39 A. 972 | N.H. | 1897
The rights of parties in the portraits furnish no occasion for farther administration of Ann's estate. The only parties having such rights are the plaintiff, the defendant and George G. Haven, who are tenants in common of the portraits; and nothing can be plainer in legal decision than the proposition that if an administrator were to be appointed, he could not, as against the tenants, accomplish anything. He would not be entitled even to the possession of the portraits, and if he should obtain it, the owners could maintain against him detinue, replevin, or trover. See Twombly v. Baker, Smith (N.H.) 123; Doe v. Guy, 3 East 120; Andrews v. Hunneman, 6 Pick. 126, 129; Hall v. Burgess, 5 Gray 12; Colwell v. Alger, 5 Gray 67, 69. The law never does a useless thing. Administrators will be appointed only when there is occasion for their appointment.
To the objection that in a specific devise of chattels the assent *206 of the executor is necessary to enable the legatee rightfully to obtain possession, and that in this case no assent is either found or appears, it need only be said that if the assent of Ann's executors was necessary, it may now be presumed to have been given, after nearly fifty years of such possession by the legatees; but in addition to this, the executors must be deemed to have so assented by settling the estate without meddling with the portraits. Cray v. Willis, 2 P. Wms. 529, 531, 532.

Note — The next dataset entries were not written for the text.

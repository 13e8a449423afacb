use serde::{Deserialize, Serialize};

#[derive(Debug, Clone, Default, PartialEq, Serialize, Deserialize)]
#[serde(rename_all = "camelCase")]
pub struct DiagnosticSettingsResource {
    #[serde(default, skip_serializing_if = "Option::is_none")]
    pub id: Option<String>,
    #[serde(default, skip_serializing_if = "Option::is_none")]
    pub name: Option<String>,
    #[serde(default, skip_serializing_if = "Option::is_none")]
    pub properties: Option<DiagnosticSettings>,
}

#[derive(Debug, Clone, Default, PartialEq, Serialize, Deserialize)]
#[serde(rename_all = "camelCase")]
pub struct DiagnosticSettings {
    #[serde(default, skip_serializing_if = "Option::is_none")]
    pub storage_account_id: Option<String>,
    #[serde(default, skip_serializing_if = "Option::is_none")]
    pub workspace_id: Option<String>,
    #[serde(default, skip_serializing_if = "Option::is_none")]
    pub event_hub_authorization_rule_id: Option<String>,
    #[serde(default, skip_serializing_if = "Option::is_none")]
    pub event_hub_name: Option<String>,
    #[serde(default, skip_serializing_if = "Option::is_none")]
    pub log_analytics_destination_type: Option<String>,
    #[serde(default, skip_serializing_if = "Option::is_none")]
    pub logs: Option<Vec<LogSettings>>,
    #[serde(default, skip_serializing_if = "Option::is_none")]
    pub metrics: Option<Vec<MetricSettings>>,
}

#[derive(Debug, Clone, Default, PartialEq, Serialize, Deserialize)]
#[serde(rename_all = "camelCase")]
pub struct LogSettings {
    #[serde(default, skip_serializing_if = "Option::is_none")]
    pub category: Option<String>,
    #[serde(default, skip_serializing_if = "Option::is_none")]
    pub category_group: Option<String>,
    pub enabled: bool,
}

#[derive(Debug, Clone, Default, PartialEq, Serialize, Deserialize)]
#[serde(rename_all = "camelCase")]
pub struct MetricSettings {
    #[serde(default, skip_serializing_if = "Option::is_none")]
    pub category: Option<String>,
    #[serde(default, skip_serializing_if = "Option::is_none")]
    pub time_grain: Option<String>,
    pub enabled: bool,
}

impl DiagnosticSettings {
    /// A diagnostic setting must send its data somewhere.
    pub fn has_destination(&self) -> bool {
        self.storage_account_id.is_some()
            || self.workspace_id.is_some()
            || self.event_hub_authorization_rule_id.is_some()
    }
}
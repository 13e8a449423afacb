use async_trait::async_trait;

use super::{PollResult, PollerError, PollerType, PollingStatus, operation_status};
use crate::client::Client;
use crate::context::Context;

/// Follows the `Azure-AsyncOperation` or `Location` URL returned by the
/// initial request.
#[derive(Debug, Clone)]
pub struct LongRunningPoller {
    client: Client,
    url: String,
}

impl LongRunningPoller {
    pub fn new(client: Client, url: String) -> Self {
        Self { client, url }
    }

    pub fn url(&self) -> &str {
        &self.url
    }
}

#[async_trait]
impl PollerType for LongRunningPoller {
    async fn poll(&self, ctx: &Context) -> Result<PollResult, PollerError> {
        let response = self
            .client
            .get_url(ctx, &self.url)
            .await
            .map_err(PollerError::from_client)?;

        match response.status {
            202 => Ok(PollResult::from_response(PollingStatus::InProgress, response)),
            // a Location poll without a body has finished
            200 | 201 | 204 => {
                let status = response
                    .value()
                    .and_then(|body| operation_status(&body))
                    .unwrap_or(PollingStatus::Succeeded);
                Ok(PollResult::from_response(status, response))
            }
            status => Err(PollerError::UnexpectedStatus {
                status,
                body: response.body,
            }),
        }
    }
}
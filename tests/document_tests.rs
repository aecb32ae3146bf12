use std::io::Cursor;
use std::sync::atomic::{AtomicUsize, Ordering};

use image::{ImageFormat, RgbImage};
use pyq_predictor::document::content::{
    DocumentContent, DocumentType, PageContent, TablePreview, PREVIEW_ROWS, QUESTION_COLUMN,
};
use pyq_predictor::document::{Document, DocumentError};
use pyq_predictor::inference::{InferenceError, TextRecognizer};
use pyq_predictor::paper::{QuestionCount, Topic};

// ============================================================================
// Test Helpers
// ============================================================================

/// Returns fixed text and counts how often it was asked.
struct FixedRecognizer {
    text: String,
    calls: AtomicUsize,
}

impl FixedRecognizer {
    fn new(text: &str) -> Self {
        Self {
            text: text.to_string(),
            calls: AtomicUsize::new(0),
        }
    }
}

impl TextRecognizer for FixedRecognizer {
    fn recognize(&self, _image: &RgbImage) -> Result<String, InferenceError> {
        self.calls.fetch_add(1, Ordering::SeqCst);
        Ok(self.text.clone())
    }
}

struct FailingRecognizer;

impl TextRecognizer for FailingRecognizer {
    fn recognize(&self, _image: &RgbImage) -> Result<String, InferenceError> {
        Err(InferenceError::ToolUnavailable {
            command: "tesseract".to_string(),
        })
    }
}

fn png_bytes() -> Vec<u8> {
    let image = RgbImage::from_pixel(8, 8, image::Rgb([255, 255, 255]));
    let mut buffer = Cursor::new(Vec::new());
    image.write_to(&mut buffer, ImageFormat::Png).unwrap();
    buffer.into_inner()
}

/// Content with caller-chosen pages.
#[derive(Debug)]
struct StubContent {
    pages: Vec<PageContent>,
}

impl DocumentContent for StubContent {
    fn get_pages(&self) -> &[PageContent] {
        &self.pages
    }

    fn get_pages_mut(&mut self) -> &mut Vec<PageContent> {
        &mut self.pages
    }
}

const SAMPLE_CSV: &str = "Id,Question,Marks\n\
1,What drives demand and supply?,5\n\
2,Explain bank interest rates?,5\n\
3,Define mean and median?,10\n";

// ============================================================================
// Document Type Tests
// ============================================================================

#[test]
fn test_document_type_from_extension() {
    assert_eq!(DocumentType::from_extension("csv"), DocumentType::Csv);
    assert_eq!(DocumentType::from_extension("PDF"), DocumentType::Pdf);
    assert_eq!(DocumentType::from_extension("jpeg"), DocumentType::Image);
    assert_eq!(DocumentType::from_extension("docx"), DocumentType::Image);
}

#[test]
fn test_document_type_from_filename() {
    assert_eq!(DocumentType::from_filename("paper.CSV"), DocumentType::Csv);
    assert_eq!(DocumentType::from_filename("2023/paper.pdf"), DocumentType::Pdf);
    assert_eq!(DocumentType::from_filename("scan.png"), DocumentType::Image);
    assert_eq!(DocumentType::from_filename("scan"), DocumentType::Image);
}

#[test]
fn test_supported_types_are_recognised() {
    for (ext, expected) in DocumentType::supported_types() {
        assert_eq!(DocumentType::from_extension(ext), expected, "extension {ext}");
    }
}

// ============================================================================
// CSV Tests
// ============================================================================

#[test]
fn test_csv_joins_question_column_with_spaces() {
    let mut doc = Document::new(SAMPLE_CSV.as_bytes(), "paper.csv").unwrap();
    assert_eq!(*doc.doc_type(), DocumentType::Csv);

    let text = doc.extract_text(&FixedRecognizer::new("unused")).unwrap();
    assert_eq!(
        text,
        "What drives demand and supply? Explain bank interest rates? Define mean and median?"
    );
    assert_eq!(doc.content().unwrap().page_count(), 1);
}

#[test]
fn test_csv_without_question_column_yields_empty_text() {
    let csv = "Id,Prompt\n1,What is GDP?\n";
    let mut doc = Document::new(csv.as_bytes(), "paper.csv").unwrap();

    let text = doc.extract_text(&FixedRecognizer::new("unused")).unwrap();
    assert_eq!(text, "");
}

#[test]
fn test_csv_column_name_is_case_sensitive() {
    let csv = "question\nWhat is GDP?\n";
    let mut doc = Document::new(csv.as_bytes(), "paper.csv").unwrap();
    assert_eq!(doc.extract_text(&FixedRecognizer::new("")).unwrap(), "");
}

#[test]
fn test_csv_handles_quotes_short_rows_and_bom() {
    let csv = format!(
        "\u{feff}{QUESTION_COLUMN},Topic\n\"Explain demand, supply and price?\",Eco\n\nShort row only?\n"
    );
    let mut doc = Document::new(csv.as_bytes(), "paper.csv").unwrap();
    let text = doc.extract_text(&FixedRecognizer::new("")).unwrap();
    assert_eq!(text, "Explain demand, supply and price? Short row only?");
}

#[test]
fn test_csv_with_invalid_utf8_fails() {
    let bytes = b"Question\n\xff\xfe broken?\n";
    let result = Document::new(bytes, "paper.csv");
    assert!(matches!(result, Err(DocumentError::CsvLoadError { .. })));
}

#[test]
fn test_empty_csv_yields_empty_text() {
    let mut doc = Document::new(b"", "paper.csv").unwrap();
    assert_eq!(doc.extract_text(&FixedRecognizer::new("")).unwrap(), "");
}

#[test]
fn test_csv_keeps_table_preview() {
    let doc = Document::new(SAMPLE_CSV.as_bytes(), "paper.csv").unwrap();
    let preview = doc.content().unwrap().table_preview().unwrap();

    assert_eq!(preview.headers, vec!["Id", "Question", "Marks"]);
    assert_eq!(preview.row_count, 3);
    assert_eq!(preview.rows.len(), 3);
    assert_eq!(
        preview.rows[1],
        vec!["2", "Explain bank interest rates?", "5"]
    );
}

#[test]
fn test_csv_preview_is_capped_but_counts_every_row() {
    let mut csv = String::from("Question\n");
    for i in 0..PREVIEW_ROWS + 3 {
        csv.push_str(&format!("What is question {i}?\n"));
    }
    let doc = Document::new(csv.as_bytes(), "paper.csv").unwrap();
    let preview = doc.content().unwrap().table_preview().unwrap();

    assert_eq!(preview.rows.len(), PREVIEW_ROWS);
    assert_eq!(preview.row_count, PREVIEW_ROWS + 3);
    assert_eq!(preview.rows[0], vec!["What is question 0?"]);
}

#[test]
fn test_csv_preview_strips_bom_and_keeps_rows_without_question_column() {
    let csv = "\u{feff}Id,Prompt\n1,What is GDP?\n2,Define mean?\n";
    let doc = Document::new(csv.as_bytes(), "paper.csv").unwrap();
    let preview = doc.content().unwrap().table_preview().unwrap();

    assert_eq!(preview.headers, vec!["Id", "Prompt"]);
    assert_eq!(preview.row_count, 2);
}

#[test]
fn test_non_tabular_documents_have_no_preview() {
    let doc = Document::new(&png_bytes(), "scan.png").unwrap();
    assert!(doc.content().unwrap().table_preview().is_none());
}

// ============================================================================
// Page Text Tests
// ============================================================================

#[test]
fn test_get_text_joins_pages_and_skips_missing_text() {
    let content = StubContent {
        pages: vec![
            PageContent::with_text(1, "What is GDP?".to_string()),
            PageContent::new(2),
            PageContent::with_text(3, "Define mean value?".to_string()),
        ],
    };

    assert_eq!(content.page_count(), 3);
    assert_eq!(
        content.get_text().as_deref(),
        Some("What is GDP? Define mean value?")
    );
}

#[test]
fn test_get_text_is_none_without_any_page_text() {
    let content = StubContent {
        pages: vec![PageContent::new(1), PageContent::new(2)],
    };
    assert_eq!(content.get_text(), None);

    let empty = StubContent { pages: Vec::new() };
    assert_eq!(empty.get_text(), None);
    assert!(empty.table_preview().is_none());
}

// ============================================================================
// Image Tests
// ============================================================================

#[test]
fn test_image_text_comes_from_recognizer() {
    let recognizer = FixedRecognizer::new("What is GDP? Define inflation?");
    let mut doc = Document::new(&png_bytes(), "scan.png").unwrap();

    let text = doc.extract_text(&recognizer).unwrap();
    assert_eq!(text, "What is GDP? Define inflation?");
    assert_eq!(recognizer.calls.load(Ordering::SeqCst), 1);

    // Recognised pages are not processed again.
    let again = doc.extract_text(&recognizer).unwrap();
    assert_eq!(again, text);
    assert_eq!(recognizer.calls.load(Ordering::SeqCst), 1);
}

#[test]
fn test_unknown_extension_is_treated_as_image() {
    let recognizer = FixedRecognizer::new("Explain market demand?");
    let mut doc = Document::new(&png_bytes(), "upload.bin").unwrap();

    assert_eq!(*doc.doc_type(), DocumentType::Image);
    assert_eq!(doc.extract_text(&recognizer).unwrap(), "Explain market demand?");
}

#[test]
fn test_undecodable_image_fails() {
    let result = Document::new(b"definitely not an image", "scan.jpg");
    assert!(matches!(result, Err(DocumentError::ImageLoadError { .. })));

    let result = Document::new(b"Question\nWhat?", "notes.txt");
    assert!(matches!(result, Err(DocumentError::ImageLoadError { .. })));
}

#[test]
fn test_recognizer_failure_propagates() {
    let mut doc = Document::new(&png_bytes(), "scan.png").unwrap();
    let result = doc.extract_text(&FailingRecognizer);
    assert!(matches!(
        result,
        Err(DocumentError::RecognitionError {
            source: InferenceError::ToolUnavailable { .. }
        })
    ));
}

// ============================================================================
// PDF Tests
// ============================================================================

#[test]
fn test_corrupt_pdf_fails() {
    let result = Document::new(b"%PDF-1.4 garbage", "paper.pdf");
    assert!(matches!(result, Err(DocumentError::PdfLoadError { .. })));
}

// ============================================================================
// Analysis Tests
// ============================================================================

#[test]
fn test_analyze_csv_end_to_end() {
    let mut doc = Document::new(SAMPLE_CSV.as_bytes(), "paper.csv").unwrap();
    let result = doc
        .analyze(&FixedRecognizer::new(""), QuestionCount::new(3).unwrap(), 11)
        .unwrap();

    assert_eq!(result.document_type, DocumentType::Csv);
    let report = result.paper.as_ref().unwrap();
    assert_eq!(report.seed, 11);

    let topics: Vec<Topic> = report.questions.iter().map(|q| q.topic).collect();
    assert_eq!(topics, vec![Topic::Economics, Topic::Finance, Topic::Statistics]);
    assert_eq!(report.topic_frequencies.len(), 3);
    assert!(report.topic_frequencies.iter().all(|f| f.frequency == 1));

    assert_eq!(report.paper().len(), 3);
    assert_eq!(report.assumed_paper.len(), 3);
    assert!(report.assumed_paper[0].starts_with("Q1: "));
    assert!(report.assumed_paper[2].starts_with("Q3: "));
}

#[test]
fn test_analyze_is_reproducible_with_seed() {
    let csv = "Question\nWhat is demand? What is supply? What is inflation? Define GDP growth? \
               What is bank capital? Define equity risk?\n";
    let run = |seed| {
        let mut doc = Document::new(csv.as_bytes(), "paper.csv").unwrap();
        doc.analyze(&FixedRecognizer::new(""), QuestionCount::new(4).unwrap(), seed)
            .unwrap()
            .paper
            .unwrap()
            .assumed_paper
    };

    assert_eq!(run(99), run(99));
}

#[test]
fn test_analyze_without_text_produces_no_paper() {
    let csv = "Id,Prompt\n1,What is GDP?\n";
    let mut doc = Document::new(csv.as_bytes(), "paper.csv").unwrap();
    let result = doc
        .analyze(&FixedRecognizer::new(""), QuestionCount::default(), 1)
        .unwrap();

    assert_eq!(result.extracted_text, "");
    assert!(!result.has_paper());

    let json = serde_json::to_value(&result).unwrap();
    assert!(json.get("paper").is_none());
    assert_eq!(json["extracted_text"], "");
}

#[test]
fn test_analyze_serializes_report() {
    let mut doc = Document::new(SAMPLE_CSV.as_bytes(), "paper.csv").unwrap();
    let result = doc
        .analyze(&FixedRecognizer::new(""), QuestionCount::default(), 5)
        .unwrap();

    let json = serde_json::to_value(&result).unwrap();
    assert_eq!(json["document_type"], "Csv");
    assert_eq!(json["paper"]["seed"], 5);
    assert_eq!(json["paper"]["questions"][1]["topic"], "Finance");
    assert_eq!(json["paper"]["topic_frequencies"][0]["frequency"], 1);
    assert_eq!(json["paper"]["assumed_paper"].as_array().unwrap().len(), 3);

    let preview: TablePreview = serde_json::from_value(json["table_preview"].clone()).unwrap();
    assert_eq!(preview.row_count, 3);
    assert_eq!(preview.headers[1], QUESTION_COLUMN);
}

If the question whether the defendant is an occupant of the mansion house, within the intent and meaning of the testatrix as expressed in her will, may properly be regarded as one of law, its decision is, for present purposes, unnecessary and immaterial. If he is such an occupant, he is of course entitled to the possession of the portraits by the express terms of the will; and if he is not such an occupant, he is none the less entitled to their possession by virtue of his rights as one of the tenants in common.
Exception overruled.
CHASE, J., did not sit: the others concurred.